[SUPPLIED DATA Boundary: Start]
//! Key-press dispatch: down → hold → up sequences for winning rules.

use std::collections::HashSet;
use std::sync::{Arc, Mutex};

use log::{debug, warn};
use rand::Rng;
use tokio::time::{sleep, Duration};

use crate::error::DispatchError;
use crate::models::{Modifier, Rule};
use crate::settings::EngineSettings;

/// Hold durations are clamped to this floor so a misconfigured range can
/// never produce a press too short for the target to register.
const PRESS_FLOOR_MS: u64 = 50;

/// Pause after each press, preventing back-to-back spam from one context.
const POST_PRESS_PAUSE_MS: (u64, u64) = (25, 50);

/// Injects synthetic key events into the OS. Implementations wrap the
/// platform input API and are supplied by the embedding application.
pub trait KeyInjector: Send + Sync {
    fn key_down(&self, key: &str) -> Result<(), DispatchError>;
    fn key_up(&self, key: &str) -> Result<(), DispatchError>;
    fn modifier_down(&self, modifier: Modifier) -> Result<(), DispatchError>;
    fn modifier_up(&self, modifier: Modifier) -> Result<(), DispatchError>;
}

/// Reports which physical modifier keys the user is currently holding. Used
/// by the shared loop to pause synthetic output while the user types.
pub trait ModifierState: Send + Sync {
    fn is_held(&self, modifier: Modifier) -> bool;
}

/// Default state for embedders without a modifier hook: nothing is ever
/// held, the loop never pauses.
pub struct NoModifierState;

impl ModifierState for NoModifierState {
    fn is_held(&self, _modifier: Modifier) -> bool {
        false
    }
}

/// Executes key sequences for winning rules. Shared-tick rules dispatch
/// sequentially on the tick loop; independent rules call in from their own
/// tasks, so the held-key guard below is the only cross-context state.
pub struct Dispatcher {
    injector: Arc<dyn KeyInjector>,
    default_press: (u64, u64),
    /// Logical keys currently held by some dispatch in flight. A second
    /// dispatch of the same key is skipped rather than interleaved.
    held: Mutex<HashSet<String>>,
}

impl Dispatcher {
    pub fn new(injector: Arc<dyn KeyInjector>, settings: &EngineSettings) -> Self {
        Self {
            injector,
            default_press: settings.press_bounds(),
            held: Mutex::new(HashSet::new()),
        }
    }

    /// Runs the full down/hold/up sequence for one rule. Failures are
    /// returned for logging but a key that went down always comes back up,
    /// and modifiers pressed before an error are released again.
    pub async fn dispatch(&self, rule: &Rule) -> Result<(), DispatchError> {
        let key = rule.binding.key.as_str();
        {
            let mut held = self.held.lock().unwrap();
            if !held.insert(key.to_string()) {
                debug!("key '{}' already held, skipping dispatch for '{}'", key, rule.id);
                return Ok(());
            }
        }

        let hold = self.draw_hold(rule);
        let outcome = self.press_sequence(rule, hold).await;

        self.held.lock().unwrap().remove(key);

        let pause = rand::thread_rng().gen_range(POST_PRESS_PAUSE_MS.0..=POST_PRESS_PAUSE_MS.1);
        sleep(Duration::from_millis(pause)).await;

        outcome
    }

    async fn press_sequence(&self, rule: &Rule, hold: Duration) -> Result<(), DispatchError> {
        let key = rule.binding.key.as_str();
        let mut pressed_mods: Vec<Modifier> = Vec::new();
        let mut outcome = Ok(());

        for &modifier in &rule.binding.modifiers {
            match self.injector.modifier_down(modifier) {
                Ok(()) => pressed_mods.push(modifier),
                Err(err) => {
                    outcome = Err(err);
                    break;
                }
            }
        }

        if outcome.is_ok() {
            match self.injector.key_down(key) {
                Ok(()) => {
                    sleep(hold).await;
                    if let Err(err) = self.injector.key_up(key) {
                        outcome = Err(err);
                    }
                }
                Err(err) => outcome = Err(err),
            }
        }

        for &modifier in pressed_mods.iter().rev() {
            if let Err(err) = self.injector.modifier_up(modifier) {
                warn!("failed to release modifier {:?}: {}", modifier, err);
            }
        }

        outcome
    }

    fn draw_hold(&self, rule: &Rule) -> Duration {
        let (min, max) = match rule.binding.press {
            Some(range) => {
                if range.min_ms <= range.max_ms {
                    (range.min_ms, range.max_ms)
                } else {
                    (range.max_ms, range.min_ms)
                }
            }
            None => self.default_press,
        };
        let drawn = rand::thread_rng().gen_range(min..=max);
        Duration::from_millis(drawn.max(PRESS_FLOOR_MS))
    }
}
[SUPPLIED DATA Boundary: End]
[TASK REQUIREMENTS] Which lines above contain "tick"? Show each of them.

[EXPECTED ANSWER]
/// Executes key sequences for winning rules. Shared-tick rules dispatch
/// sequentially on the tick loop; independent rules call in from their own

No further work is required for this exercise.